ASSIGNMENT | Pull each line with the string "variable" from the entries.

[Collected data entries]
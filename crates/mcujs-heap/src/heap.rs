//! The `Heap`: owns the cell pool and is the single entry point for every
//! operation described in §4 of the spec. Individual components are
//! implemented as `impl Heap` blocks spread across sibling modules
//! (`refcount.rs`, `string_chain.rs`, `children.rs`, `array_buffer.rs`,
//! `iter.rs`, `gc.rs`, `maths.rs`) rather than as separate owning structs,
//! because every one of them ultimately mutates the same pool of uniform
//! cells — the arena-and-index design the spec calls for natively.

use crate::cell::CellKind;
use crate::pool::{CellPool, HeapConfig};
use crate::ref_::Ref;

/// A fixed-capacity, refcounted variable heap.
///
/// `Heap` is `!Send`/`!Sync` by construction (it owns a plain `Vec`, no
/// internal synchronization) — the scheduling model is single-threaded and
/// cooperative, per §5.
pub struct Heap {
    pub(crate) pool: CellPool,
    /// The ref of the singleton root object, created by `init` and never
    /// freed before `kill`.
    root: Ref,
}

impl Heap {
    /// `jsvInit`: create a fresh heap with its root object already
    /// allocated and locked.
    pub fn init(config: HeapConfig) -> Self {
        let mut pool = CellPool::new(config);
        let root = pool
            .alloc(CellKind::Root)
            .expect("fresh pool must have room for the root cell");
        Self { pool, root }
    }

    /// Convenience constructor using `HeapConfig::default()`.
    pub fn new(capacity: usize) -> Self {
        Self::init(HeapConfig { capacity })
    }

    /// `jsvKill`: release the root handle. Any cell still reachable only
    /// through locks held elsewhere stays alive until those locks drop;
    /// this matches the host-driven teardown order used by the original.
    pub fn kill(mut self) {
        self.unlock(self.root);
    }

    /// `jsvSoftInit`: reattach to a heap restored from persisted storage
    /// without re-running `init`'s allocation of a fresh root. The caller
    /// is expected to have already rebuilt `pool` out-of-band (e.g. from a
    /// flash image) and supplies the root ref it recovered.
    pub fn soft_init(pool: CellPool, root: Ref) -> Self {
        Self { pool, root }
    }

    /// `jsvSoftKill`: the mirror operation — hands back the pool and root
    /// ref for persistence, without dropping anything.
    pub fn soft_kill(self) -> (CellPool, Ref) {
        (self.pool, self.root)
    }

    /// The ref of the singleton root object.
    #[inline]
    pub fn root(&self) -> Ref {
        self.root
    }

    /// `jsvGetMemoryUsage`.
    pub fn mem_used(&self) -> usize {
        self.pool.mem_used()
    }

    /// `jsvGetMemoryTotal`.
    pub fn mem_total(&self) -> usize {
        self.pool.mem_total()
    }

    /// `jsvIsMemoryFull`.
    pub fn is_memory_full(&self) -> bool {
        self.pool.mem_used() >= self.pool.mem_total()
    }

    /// `jsvSetMemoryTotal` — only ever grows the pool; see `pool::set_total`.
    pub fn set_memory_total(&mut self, capacity: usize) {
        self.pool.set_total(capacity);
    }

    /// Tag name of the variant behind `r`, for debugging/tracing.
    pub fn type_name(&self, r: Ref) -> &'static str {
        if r.is_null() {
            "UNDEFINED"
        } else {
            self.pool.get(r).kind.tag_name()
        }
    }
}
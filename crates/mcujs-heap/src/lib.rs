//! # mcujs-heap
//!
//! The variable heap for an embedded JavaScript interpreter: a
//! fixed-capacity arena of tagged, refcounted cells standing in for the
//! packed-union `JsVar` design used by microcontroller-class engines.
//!
//! - [`Heap`] is the single entry point; every operation in the module list
//!   below is a method on it, split across sibling files by concern.
//! - [`Ref`] is a small integer index into the pool, never a pointer —
//!   stable across a pool resize or a flash save/restore round trip.
//! - Freeing is two-counter (`refs` for graph edges, `locks` for transient
//!   stack holders) and happens the instant both reach zero; [`Heap::garbage_collect`]
//!   exists only to reclaim the cycles that scheme cannot.
#![warn(clippy::all)]

mod array_buffer;
mod cell;
mod children;
mod error;
mod gc;
mod heap;
mod iter;
mod maths;
mod pool;
mod ref_;
mod refcount;
mod string_chain;
mod value;

pub use cell::{ArrayBufferView, CellKind, InlineBytes, ViewType, DATA_STRING_EXT_LEN, DATA_STRING_LEN, LOCK_MAX};
pub use error::{HeapError, HeapResult};
pub use heap::Heap;
pub use iter::{ArrayBufferIterator, ArrayIterator, Iter, ObjectIterator};
pub use maths::MathsOp;
pub use pool::{CellPool, HeapConfig};
pub use ref_::Ref;
pub use string_chain::StringIterator;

ANSWER AREA |
/// A fixed-capacity, refcounted variable heap.
//! The variable heap for an embedded JavaScript interpreter: a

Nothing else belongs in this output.